The repository provides clear instructions for installing and using the Boltz models. Users can install the package via PyPI or directly from GitHub. The installation process is straightforward, with options for both CPU and GPU-accelerated versions. The repository emphasizes the use of a fresh Python environment to avoid potential conflicts. The core inference functionality is accessed through the `boltz predict` command, which takes an input YAML file (or a directory of YAML files for batch processing) specifying the biomolecules and desired predictions. The repository also provides detailed documentation on the input formats and available options, ensuring ease of use for researchers.
A key feature of the Boltz models is their ability to predict binding affinities. The output includes two primary fields: `affinity_pred_value` and `affinity_probability_binary`. These fields are trained on different datasets and serve different purposes. The `affinity_probability_binary` is designed to identify binders from decoys, useful in hit-discovery stages, while the `affinity_pred_value` aims to quantify the specific affinity of binders and how it changes with molecular modifications, suitable for ligand optimization. The repository provides guidance on how to interpret and utilize these outputs effectively.

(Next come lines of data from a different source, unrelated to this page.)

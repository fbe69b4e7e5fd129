//! 產能帳本
//!
//! 記錄每個資源在每個期間已使用的正常產能與加班量。共用資源的產品
//! 依處理順序依次佔用剩餘產能。

use plan_core::{
    CapacityTable, MasterDataKind, MissingDataPolicy, OvertimePolicy, Period, PlanError,
    PlannerPolicy, Result, Warning,
};
use rust_decimal::Decimal;
use std::collections::BTreeMap;

/// 產品與產能資源的綁定
#[derive(Debug, Clone, PartialEq, Eq)]
pub enum ResourceBinding {
    /// 受資源產能限制
    Constrained(String),
    /// 沒有產能資料，不受限制
    Unconstrained,
}

impl ResourceBinding {
    pub fn resource_id(&self) -> Option<&str> {
        match self {
            ResourceBinding::Constrained(resource) => Some(resource),
            ResourceBinding::Unconstrained => None,
        }
    }

    /// 解析產品使用的資源並檢查計劃期間的產能資料是否齊全
    ///
    /// 資料不全時依 `missing_capacity` 策略：失敗，或不受限制並產生警告。
    pub fn resolve(
        product_id: &str,
        horizon: &[Period],
        table: &CapacityTable,
        policy: &PlannerPolicy,
    ) -> Result<(Self, Option<Warning>)> {
        let resource = table.resolve_resource(
            product_id,
            &policy.resource_assignments,
            policy.default_resource.as_deref(),
        );

        let missing: Vec<Period> = match &resource {
            Some(resource) => horizon
                .iter()
                .copied()
                .filter(|p| table.ceiling(resource, *p).is_none())
                .collect(),
            None => horizon.to_vec(),
        };

        if missing.is_empty() {
            if let Some(resource) = resource {
                return Ok((ResourceBinding::Constrained(resource), None));
            }
        }

        match policy.missing_capacity {
            MissingDataPolicy::Fail => Err(PlanError::MissingMasterData {
                item_id: product_id.to_string(),
                kind: MasterDataKind::Capacity,
            }),
            MissingDataPolicy::DefaultWithWarning => {
                let periods: Vec<String> = missing.iter().map(Period::to_string).collect();
                let message = format!("缺少產能資料（{}），不限制產能", periods.join(", "));
                tracing::warn!("{}: {}", product_id, message);

                let binding = match resource {
                    Some(resource) if missing.len() < horizon.len() => {
                        ResourceBinding::Constrained(resource)
                    }
                    _ => ResourceBinding::Unconstrained,
                };
                Ok((binding, Some(Warning::warning(product_id, message))))
            }
        }
    }
}

/// 單次產能分配
#[derive(Debug, Clone, Copy, PartialEq, Eq, Default)]
pub struct Allocation {
    /// 正常產能內的數量
    pub regular: Decimal,
    /// 加班數量
    pub overtime: Decimal,
}

impl Allocation {
    pub fn total(&self) -> Decimal {
        self.regular + self.overtime
    }
}

/// 產能帳本
#[derive(Debug, Clone)]
pub struct CapacityLedger<'a> {
    table: &'a CapacityTable,
    consumed: BTreeMap<(String, Period), Decimal>,
    overtime: BTreeMap<(String, Period), Decimal>,
}

impl<'a> CapacityLedger<'a> {
    pub fn new(table: &'a CapacityTable) -> Self {
        Self {
            table,
            consumed: BTreeMap::new(),
            overtime: BTreeMap::new(),
        }
    }

    pub fn ceiling(&self, resource_id: &str, period: Period) -> Option<Decimal> {
        self.table.ceiling(resource_id, period)
    }

    fn used(map: &BTreeMap<(String, Period), Decimal>, resource_id: &str, period: Period) -> Decimal {
        map.get(&(resource_id.to_string(), period))
            .copied()
            .unwrap_or(Decimal::ZERO)
    }

    /// 剩餘正常產能；沒有產能資料時為 None
    pub fn remaining(&self, resource_id: &str, period: Period) -> Option<Decimal> {
        self.ceiling(resource_id, period).map(|ceiling| {
            (ceiling - Self::used(&self.consumed, resource_id, period)).max(Decimal::ZERO)
        })
    }

    /// 已使用的加班量
    pub fn overtime_used(&self, resource_id: &str, period: Period) -> Decimal {
        Self::used(&self.overtime, resource_id, period)
    }

    /// 產能使用率（正常產能）
    pub fn utilization(&self, resource_id: &str, period: Period) -> Option<Decimal> {
        let ceiling = self.ceiling(resource_id, period)?;
        if ceiling <= Decimal::ZERO {
            return None;
        }
        Some(Self::used(&self.consumed, resource_id, period) / ceiling)
    }

    /// 分配產能
    ///
    /// 先用正常產能，超出部分在加班策略允許的範圍內以加班補足。
    /// 該期間沒有產能資料時全數視為正常產能。
    pub fn allocate(
        &mut self,
        resource_id: &str,
        period: Period,
        desired: Decimal,
        overtime: &OvertimePolicy,
    ) -> Allocation {
        let desired = desired.max(Decimal::ZERO);
        let Some(ceiling) = self.ceiling(resource_id, period) else {
            return Allocation {
                regular: desired,
                overtime: Decimal::ZERO,
            };
        };

        let remaining = self.remaining(resource_id, period).unwrap_or(Decimal::ZERO);
        let regular = desired.min(remaining);
        let extra = desired - regular;

        let extra_allowed = match overtime.allowance(ceiling) {
            None => extra,
            Some(limit) => {
                let left = (limit - self.overtime_used(resource_id, period)).max(Decimal::ZERO);
                extra.min(left)
            }
        };

        let key = (resource_id.to_string(), period);
        *self.consumed.entry(key.clone()).or_insert(Decimal::ZERO) += regular;
        if extra_allowed > Decimal::ZERO {
            *self.overtime.entry(key).or_insert(Decimal::ZERO) += extra_allowed;
        }

        Allocation {
            regular,
            overtime: extra_allowed,
        }
    }

    /// 強制佔用產能（人工指定量），回傳佔用前的剩餘產能
    pub fn force(&mut self, resource_id: &str, period: Period, quantity: Decimal) -> Option<Decimal> {
        let remaining = self.remaining(resource_id, period)?;
        *self
            .consumed
            .entry((resource_id.to_string(), period))
            .or_insert(Decimal::ZERO) += quantity;
        Some(remaining)
    }
}

#[cfg(test)]
mod tests {
    use super::*;
    use plan_core::CapacityRecord;

    fn period(month: u32) -> Period {
        Period::new(2025, month).unwrap()
    }

    fn table() -> CapacityTable {
        CapacityTable::from_records(vec![
            CapacityRecord::new("LINE-1", period(1), Decimal::from(100)).unwrap(),
            CapacityRecord::new("LINE-1", period(2), Decimal::from(100)).unwrap(),
        ])
    }

    #[test]
    fn test_allocate_consumes_remaining() {
        let table = table();
        let mut ledger = CapacityLedger::new(&table);
        let none = OvertimePolicy::default();

        let first = ledger.allocate("LINE-1", period(1), Decimal::from(70), &none);
        assert_eq!(first.regular, Decimal::from(70));

        let second = ledger.allocate("LINE-1", period(1), Decimal::from(70), &none);
        assert_eq!(second.regular, Decimal::from(30));
        assert_eq!(second.overtime, Decimal::ZERO);
        assert_eq!(ledger.remaining("LINE-1", period(1)), Some(Decimal::ZERO));
        assert_eq!(ledger.utilization("LINE-1", period(1)), Some(Decimal::ONE));

        // 其他期間不受影響
        assert_eq!(ledger.remaining("LINE-1", period(2)), Some(Decimal::from(100)));
    }

    #[test]
    fn test_overtime_limited_by_ratio() {
        let table = table();
        let mut ledger = CapacityLedger::new(&table);
        let overtime = OvertimePolicy::allowed(Decimal::from(5)).with_max_ratio(Decimal::new(2, 1));

        let allocation = ledger.allocate("LINE-1", period(1), Decimal::from(150), &overtime);
        assert_eq!(allocation.regular, Decimal::from(100));
        assert_eq!(allocation.overtime, Decimal::from(20));
        assert_eq!(allocation.total(), Decimal::from(120));

        // 加班額度已用完
        let again = ledger.allocate("LINE-1", period(1), Decimal::from(10), &overtime);
        assert_eq!(again.total(), Decimal::ZERO);
    }

    #[test]
    fn test_unbounded_overtime() {
        let table = table();
        let mut ledger = CapacityLedger::new(&table);
        let allocation = ledger.allocate(
            "LINE-1",
            period(1),
            Decimal::from(250),
            &OvertimePolicy::allowed(Decimal::ONE),
        );
        assert_eq!(allocation.overtime, Decimal::from(150));
    }

    #[test]
    fn test_force_reports_prior_remaining() {
        let table = table();
        let mut ledger = CapacityLedger::new(&table);
        assert_eq!(ledger.force("LINE-1", period(1), Decimal::from(130)), Some(Decimal::from(100)));
        assert_eq!(ledger.remaining("LINE-1", period(1)), Some(Decimal::ZERO));
        assert_eq!(ledger.force("LINE-9", period(1), Decimal::ONE), None);
    }

    #[test]
    fn test_resolve_binding() {
        let table = table();
        let horizon = vec![period(1), period(2)];

        let policy = PlannerPolicy::default().with_resource("BIKE", "LINE-1");
        let (binding, warning) = ResourceBinding::resolve("BIKE", &horizon, &table, &policy).unwrap();
        assert_eq!(binding, ResourceBinding::Constrained("LINE-1".to_string()));
        assert!(warning.is_none());

        let (binding, warning) =
            ResourceBinding::resolve("BIKE", &horizon, &table, &PlannerPolicy::default()).unwrap();
        assert_eq!(binding, ResourceBinding::Unconstrained);
        assert!(warning.is_some());

        let strict = PlannerPolicy::default().with_missing_capacity(MissingDataPolicy::Fail);
        let err = ResourceBinding::resolve("BIKE", &horizon, &table, &strict).unwrap_err();
        assert!(matches!(
            err,
            PlanError::MissingMasterData {
                kind: MasterDataKind::Capacity,
                ..
            }
        ));
    }

    #[test]
    fn test_partial_capacity_stays_constrained() {
        let table = table();
        let horizon = vec![period(1), period(2), period(3)];
        let policy = PlannerPolicy::default().with_default_resource("LINE-1");
        let (binding, warning) = ResourceBinding::resolve("BIKE", &horizon, &table, &policy).unwrap();
        assert_eq!(binding.resource_id(), Some("LINE-1"));
        assert!(warning.unwrap().message.contains("2025-03"));
    }
}
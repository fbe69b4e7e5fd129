//! # Planning
//!
//! 月度生產與物料計劃：出貨歷史 -> 需求預測 -> 產能與庫存約束的生產計劃 -> 分期 MRP，
//! 並以預測準確度回饋演算法選擇。
//!
//! ## 範例
//!
//! ```no_run
//! use planning::{PlanningConfig, PlanningInputs, PlanningPipeline};
//!
//! # fn main() -> planning::model::Result<()> {
//! let pipeline = PlanningPipeline::new(PlanningConfig::default())?;
//! let inputs = PlanningInputs::from_json_str(r#"{"shipments": []}"#)?;
//! let run = pipeline.run(&inputs);
//! println!("{}", run.to_json()?);
//! # Ok(())
//! # }
//! ```

pub mod pipeline;
pub mod telemetry;

pub use plan_accuracy as accuracy;
pub use plan_bom as bom;
pub use plan_core as model;
pub use plan_forecast as forecast;
pub use plan_mrp as mrp;
pub use plan_optimizer as optimizer;

// Re-export 主要類型
pub use pipeline::{ForecastAdjustment, PlanningInputs, PlanningPipeline, PlanningRun};
pub use plan_core::{PlanError, PlanningConfig};
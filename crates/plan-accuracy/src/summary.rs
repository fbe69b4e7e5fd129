//! 準確度彙總：整體、各產品、各期間

use plan_core::quantity::DECIMAL_SCALE;
use plan_core::{AccuracyRecord, Period};
use rust_decimal::Decimal;
use serde::{Deserialize, Serialize};
use std::collections::BTreeMap;

/// 一組評分記錄的彙總
#[derive(Debug, Clone, Default, PartialEq, Serialize, Deserialize)]
pub struct AccuracySummary {
    /// 記錄數
    pub count: usize,

    /// 可評分的記錄數（實際值不為 0）
    pub scored: usize,

    /// 平均絕對百分比誤差（比例）
    pub mape: Option<Decimal>,

    /// 絕對百分比誤差中位數
    pub median_ape: Option<Decimal>,

    /// 平均偏差，正值為高估
    pub mean_bias: Option<Decimal>,

    /// 平均準確率 max(0, 1 - APE)
    pub mean_accuracy: Option<Decimal>,
}

fn mean(values: &[Decimal]) -> Option<Decimal> {
    if values.is_empty() {
        return None;
    }
    let total: Decimal = values.iter().sum();
    Some((total / Decimal::from(values.len())).round_dp(DECIMAL_SCALE))
}

fn median(values: &[Decimal]) -> Option<Decimal> {
    if values.is_empty() {
        return None;
    }
    let mut sorted = values.to_vec();
    sorted.sort();
    let mid = sorted.len() / 2;
    let value = if sorted.len() % 2 == 0 {
        (sorted[mid - 1] + sorted[mid]) / Decimal::TWO
    } else {
        sorted[mid]
    };
    Some(value.round_dp(DECIMAL_SCALE))
}

impl AccuracySummary {
    pub fn from_records<'r>(records: impl IntoIterator<Item = &'r AccuracyRecord>) -> Self {
        let mut count = 0;
        let mut errors = Vec::new();
        let mut biases = Vec::new();

        for record in records {
            count += 1;
            if let Some(ape) = record.absolute_pct_error {
                errors.push(ape);
            }
            if let Some(bias) = record.bias {
                biases.push(bias);
            }
        }

        let accuracies: Vec<Decimal> = errors
            .iter()
            .map(|ape| (Decimal::ONE - *ape).max(Decimal::ZERO))
            .collect();

        Self {
            count,
            scored: errors.len(),
            mape: mean(&errors),
            median_ape: median(&errors),
            mean_bias: mean(&biases),
            mean_accuracy: mean(&accuracies),
        }
    }
}

/// 依產品彙總
pub fn by_product(records: &[AccuracyRecord]) -> BTreeMap<String, AccuracySummary> {
    let mut groups: BTreeMap<&str, Vec<&AccuracyRecord>> = BTreeMap::new();
    for record in records {
        groups.entry(record.product_id.as_str()).or_default().push(record);
    }
    groups
        .into_iter()
        .map(|(product, group)| (product.to_string(), AccuracySummary::from_records(group)))
        .collect()
}

/// 依期間彙總（準確度趨勢）
pub fn by_period(records: &[AccuracyRecord]) -> BTreeMap<Period, AccuracySummary> {
    let mut groups: BTreeMap<Period, Vec<&AccuracyRecord>> = BTreeMap::new();
    for record in records {
        groups.entry(record.period).or_default().push(record);
    }
    groups
        .into_iter()
        .map(|(period, group)| (period, AccuracySummary::from_records(group)))
        .collect()
}
//! 需求追溯
//!
//! 上階物料的訂單釋放經 BOM 展開為子件的相依需求，每筆相依需求都記錄來源上階。

use plan_bom::BomGraph;
use plan_core::{PeggingRecord, PlanError, Period, Result};
use rust_decimal::Decimal;
use std::collections::BTreeMap;

/// 相依需求與追溯記錄
#[derive(Debug, Clone, Default, PartialEq)]
pub struct PeggingCalculator {
    demand: BTreeMap<String, BTreeMap<Period, Vec<PeggingRecord>>>,
}

impl PeggingCalculator {
    pub fn new() -> Self {
        Self::default()
    }

    /// 記錄一筆相依需求；同一期間同一上階的需求合併
    ///
    /// 合併後超出數值範圍時回傳錯誤，已有記錄不變。
    pub fn record(
        &mut self,
        child_id: &str,
        period: Period,
        parent_id: &str,
        quantity: Decimal,
    ) -> Result<()> {
        if quantity <= Decimal::ZERO {
            return Ok(());
        }
        let records = self
            .demand
            .entry(child_id.to_string())
            .or_default()
            .entry(period)
            .or_default();

        match records.iter_mut().find(|r| r.parent_id == parent_id) {
            Some(record) => {
                record.quantity = record
                    .quantity
                    .checked_add(quantity)
                    .ok_or_else(|| overflow(parent_id, child_id, period))?;
            }
            None => records.push(PeggingRecord::new(parent_id, quantity)),
        }
        Ok(())
    }

    /// 將上階的訂單釋放展開到直接子件
    ///
    /// 先算出全部展開量再寫入，任何一筆溢位時整個上階都不寫入。
    pub fn perform(
        &mut self,
        parent_id: &str,
        releases: &[(Period, Decimal)],
        bom: &BomGraph,
    ) -> Result<()> {
        let children = bom.children(parent_id);
        let mut staged: BTreeMap<(&str, Period), Decimal> = BTreeMap::new();
        for (period, quantity) in releases {
            for (child_id, per_unit) in &children {
                let slot = staged.entry((*child_id, *period)).or_insert(Decimal::ZERO);
                let current = *slot;
                *slot = quantity
                    .checked_mul(*per_unit)
                    .and_then(|qty| current.checked_add(qty))
                    .ok_or_else(|| overflow(parent_id, child_id, *period))?;
            }
        }

        for ((child_id, period), quantity) in &staged {
            self.recorded(child_id, *period, parent_id)
                .checked_add(*quantity)
                .ok_or_else(|| overflow(parent_id, child_id, *period))?;
        }
        for ((child_id, period), quantity) in staged {
            self.record(child_id, period, parent_id, quantity)?;
        }
        Ok(())
    }

    /// 物料在各期的相依毛需求（與計劃期間對齊）
    pub fn gross(&self, item_id: &str, horizon: &[Period]) -> Result<Vec<Decimal>> {
        horizon
            .iter()
            .map(|p| {
                self.pegging(item_id, *p)
                    .iter()
                    .try_fold(Decimal::ZERO, |acc, r| acc.checked_add(r.quantity))
                    .ok_or_else(|| {
                        PlanError::InvalidParameter(format!("{item_id} 在 {p} 的相依需求超出數值範圍"))
                    })
            })
            .collect()
    }

    fn recorded(&self, child_id: &str, period: Period, parent_id: &str) -> Decimal {
        self.demand
            .get(child_id)
            .and_then(|periods| periods.get(&period))
            .and_then(|records| records.iter().find(|r| r.parent_id == parent_id))
            .map_or(Decimal::ZERO, |r| r.quantity)
    }

    /// 物料在某期的需求來源，依上階ID排序
    pub fn pegging(&self, item_id: &str, period: Period) -> Vec<PeggingRecord> {
        let mut records = self
            .demand
            .get(item_id)
            .and_then(|periods| periods.get(&period))
            .cloned()
            .unwrap_or_default();
        records.sort_by(|a, b| a.parent_id.cmp(&b.parent_id));
        records
    }
}

fn overflow(parent_id: &str, child_id: &str, period: Period) -> PlanError {
    PlanError::InvalidParameter(format!(
        "{parent_id} 在 {period} 展開到 {child_id} 的需求量超出數值範圍"
    ))
}

#[cfg(test)]
mod tests {
    use super::*;
    use plan_core::BomEdge;

    fn period(month: u32) -> Period {
        Period::new(2025, month).unwrap()
    }

    #[test]
    fn test_pegging_merges_parents() {
        // 兩個產品共用零件 C
        let bom = BomGraph::from_edges(vec![
            BomEdge::new("BIKE", "C", Decimal::from(2)).unwrap(),
            BomEdge::new("TRIKE", "C", Decimal::from(3)).unwrap(),
        ])
        .unwrap();

        let mut pegging = PeggingCalculator::new();
        pegging
            .perform("TRIKE", &[(period(1), Decimal::from(10))], &bom)
            .unwrap();
        pegging
            .perform(
                "BIKE",
                &[(period(1), Decimal::from(50)), (period(2), Decimal::from(40))],
                &bom,
            )
            .unwrap();
        pegging
            .perform("BIKE", &[(period(1), Decimal::from(5))], &bom)
            .unwrap();

        let records = pegging.pegging("C", period(1));
        assert_eq!(
            records,
            vec![
                PeggingRecord::new("BIKE", Decimal::from(110)),
                PeggingRecord::new("TRIKE", Decimal::from(30)),
            ]
        );

        let gross = pegging.gross("C", &[period(1), period(2), period(3)]).unwrap();
        assert_eq!(gross, vec![Decimal::from(140), Decimal::from(80), Decimal::ZERO]);
    }

    #[test]
    fn test_zero_release_not_recorded() {
        let bom = BomGraph::from_edges(vec![BomEdge::new("BIKE", "C", Decimal::ONE).unwrap()]).unwrap();
        let mut pegging = PeggingCalculator::new();
        pegging
            .perform("BIKE", &[(period(1), Decimal::ZERO)], &bom)
            .unwrap();
        assert!(pegging.pegging("C", period(1)).is_empty());
    }

    #[test]
    fn test_overflow_rejected_without_partial_records() {
        let bom = BomGraph::from_edges(vec![
            BomEdge::new("BIKE", "A", Decimal::ONE).unwrap(),
            BomEdge::new("BIKE", "C", Decimal::from(2)).unwrap(),
        ])
        .unwrap();
        let mut pegging = PeggingCalculator::new();

        let err = pegging
            .perform("BIKE", &[(period(1), Decimal::MAX)], &bom)
            .unwrap_err();
        assert!(matches!(err, PlanError::InvalidParameter(_)));
        // A 的展開量本身沒有溢位，但整批都不寫入
        assert!(pegging.pegging("A", period(1)).is_empty());
        assert!(pegging.pegging("C", period(1)).is_empty());
    }

    #[test]
    fn test_merge_overflow_keeps_existing_record() {
        let bom = BomGraph::from_edges(vec![BomEdge::new("BIKE", "C", Decimal::ONE).unwrap()]).unwrap();
        let mut pegging = PeggingCalculator::new();
        pegging
            .perform("BIKE", &[(period(1), Decimal::MAX)], &bom)
            .unwrap();

        assert!(pegging
            .perform("BIKE", &[(period(1), Decimal::ONE)], &bom)
            .is_err());
        assert_eq!(
            pegging.pegging("C", period(1)),
            vec![PeggingRecord::new("BIKE", Decimal::MAX)]
        );
    }

    #[test]
    fn test_gross_overflow_across_parents() {
        let mut pegging = PeggingCalculator::new();
        pegging.record("C", period(1), "BIKE", Decimal::MAX).unwrap();
        pegging.record("C", period(1), "TRIKE", Decimal::MAX).unwrap();
        assert!(pegging.gross("C", &[period(1)]).is_err());
        assert_eq!(pegging.gross("C", &[period(2)]).unwrap(), vec![Decimal::ZERO]);
    }
}
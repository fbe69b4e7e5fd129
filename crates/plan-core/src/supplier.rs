//! 供應商模型

use rust_decimal::Decimal;
use serde::{Deserialize, Serialize};
use std::collections::BTreeMap;

use crate::quantity::{ceil_to_multiple, ensure_non_negative};
use crate::{PlanError, Result};

/// 供應商記錄（零件的採購條件）
#[derive(Debug, Clone, PartialEq, Serialize, Deserialize)]
pub struct SupplierRecord {
    /// 零件ID
    pub component_id: String,

    /// 供應商ID
    pub supplier_id: String,

    /// 提前期（期數）
    pub lead_time_periods: u32,

    /// 最小訂購量
    pub min_order_qty: Decimal,

    /// 訂購倍數（至少為 1）
    pub lot_size_multiple: Decimal,

    /// 單價
    pub unit_price: Option<Decimal>,
}

impl SupplierRecord {
    /// 創建新的供應商記錄
    pub fn new(
        component_id: impl Into<String>,
        supplier_id: impl Into<String>,
        lead_time_periods: u32,
        min_order_qty: Decimal,
        lot_size_multiple: Decimal,
    ) -> Result<Self> {
        let component_id = component_id.into();
        ensure_non_negative(&component_id, "min_order_qty", min_order_qty)?;
        if lot_size_multiple < Decimal::ONE {
            return Err(PlanError::InvalidParameter(format!(
                "{component_id} 的訂購倍數必須至少為 1，實際為 {lot_size_multiple}"
            )));
        }
        Ok(Self {
            component_id,
            supplier_id: supplier_id.into(),
            lead_time_periods,
            min_order_qty,
            lot_size_multiple,
            unit_price: None,
        })
    }

    /// 建構器模式：設置單價
    pub fn with_unit_price(mut self, unit_price: Decimal) -> Result<Self> {
        ensure_non_negative(&self.component_id, "unit_price", unit_price)?;
        self.unit_price = Some(unit_price);
        Ok(self)
    }

    /// 調整訂購量以符合採購條件
    ///
    /// 先套用最小訂購量，再向上取整到訂購倍數；淨需求為 0 時不下單。
    pub fn adjust_order_quantity(&self, net_requirement: Decimal) -> Decimal {
        if net_requirement <= Decimal::ZERO {
            return Decimal::ZERO;
        }
        let quantity = net_requirement.max(self.min_order_qty);
        ceil_to_multiple(quantity, self.lot_size_multiple)
    }

    /// 估計採購金額
    pub fn estimated_cost(&self, quantity: Decimal) -> Option<Decimal> {
        self.unit_price.map(|price| price * quantity)
    }
}

/// 供應商表：零件ID -> 依登錄順序的供應商
///
/// 第一個登錄的供應商為首選供應商。
#[derive(Debug, Clone, Default, PartialEq, Serialize, Deserialize)]
pub struct SupplierTable {
    suppliers: BTreeMap<String, Vec<SupplierRecord>>,
}

impl SupplierTable {
    pub fn new() -> Self {
        Self::default()
    }

    pub fn from_records(records: impl IntoIterator<Item = SupplierRecord>) -> Self {
        let mut table = Self::new();
        for record in records {
            table.insert(record);
        }
        table
    }

    pub fn insert(&mut self, record: SupplierRecord) {
        self.suppliers
            .entry(record.component_id.clone())
            .or_default()
            .push(record);
    }

    /// 首選供應商
    pub fn preferred(&self, component_id: &str) -> Option<&SupplierRecord> {
        self.suppliers.get(component_id).and_then(|s| s.first())
    }

    pub fn suppliers(&self, component_id: &str) -> &[SupplierRecord] {
        self.suppliers
            .get(component_id)
            .map(Vec::as_slice)
            .unwrap_or(&[])
    }

    pub fn contains(&self, component_id: &str) -> bool {
        self.suppliers.contains_key(component_id)
    }

    pub fn is_empty(&self) -> bool {
        self.suppliers.is_empty()
    }
}
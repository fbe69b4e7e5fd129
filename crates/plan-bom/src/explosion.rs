//! BOM 展開
//!
//! 沿拓撲順序逐層累加需求量（不使用遞迴），多條路徑到達同一物料時數量加總。

use plan_core::{PlanError, Result};
use rust_decimal::Decimal;
use std::collections::BTreeMap;

use crate::{BomGraph, ItemClass};

impl BomGraph {
    /// 展開產品的所有下階物料（含半成品）
    ///
    /// 回傳 物料ID -> 總用量，不含產品本身。用量溢位時回傳 `InvalidParameter`。
    pub fn explode(&self, product_id: &str, quantity: Decimal) -> Result<BTreeMap<String, Decimal>> {
        if !self.contains(product_id) {
            return Err(PlanError::UnknownItem(product_id.to_string()));
        }

        let mut required: BTreeMap<&str, Decimal> = BTreeMap::new();
        required.insert(product_id, quantity);

        let order = self.topological_order();
        let start = order
            .iter()
            .position(|item| item == product_id)
            .unwrap_or(order.len());

        for item in &order[start..] {
            let Some(&item_qty) = required.get(item.as_str()) else {
                continue;
            };
            for (child, per_unit) in self.children(item) {
                let slot = required.entry(child).or_insert(Decimal::ZERO);
                let current = *slot;
                *slot = item_qty
                    .checked_mul(per_unit)
                    .and_then(|qty| current.checked_add(qty))
                    .ok_or_else(|| {
                        PlanError::InvalidParameter(format!(
                            "{product_id} 展開到 {child} 的用量超出數值範圍"
                        ))
                    })?;
            }
        }

        required.remove(product_id);
        Ok(required
            .into_iter()
            .map(|(item, qty)| (item.to_string(), qty))
            .collect())
    }

    /// 只展開到最底層原料
    pub fn explode_leaves(
        &self,
        product_id: &str,
        quantity: Decimal,
    ) -> Result<BTreeMap<String, Decimal>> {
        self.explode_by_class(product_id, quantity, ItemClass::RawMaterial)
    }

    /// 展開並只保留指定類別的物料
    pub fn explode_by_class(
        &self,
        product_id: &str,
        quantity: Decimal,
        class: ItemClass,
    ) -> Result<BTreeMap<String, Decimal>> {
        let mut exploded = self.explode(product_id, quantity)?;
        exploded.retain(|item, _| self.item_class(item) == class);
        Ok(exploded)
    }
}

The repository also emphasizes reproducibility and community engagement. While the evaluation and training code for Boltz-2 are still under development, the repository promises to provide evaluation scripts and structural predictions for Boltz-2, Boltz-1, and other models on relevant benchmark datasets. This will facilitate comparisons and encourage the adoption of Boltz models. The repository actively encourages contributions and collaboration through its Slack channel, fostering a community around the development and application of Boltz models. Furthermore, the repository acknowledges the use of NVIDIA cuEquivariance kernels for acceleration on NVIDIA GPUs and supports Tenstorrent hardware through a fork. Finally, the repository includes proper citation information for the Boltz papers and related resources, ensuring proper attribution for the work.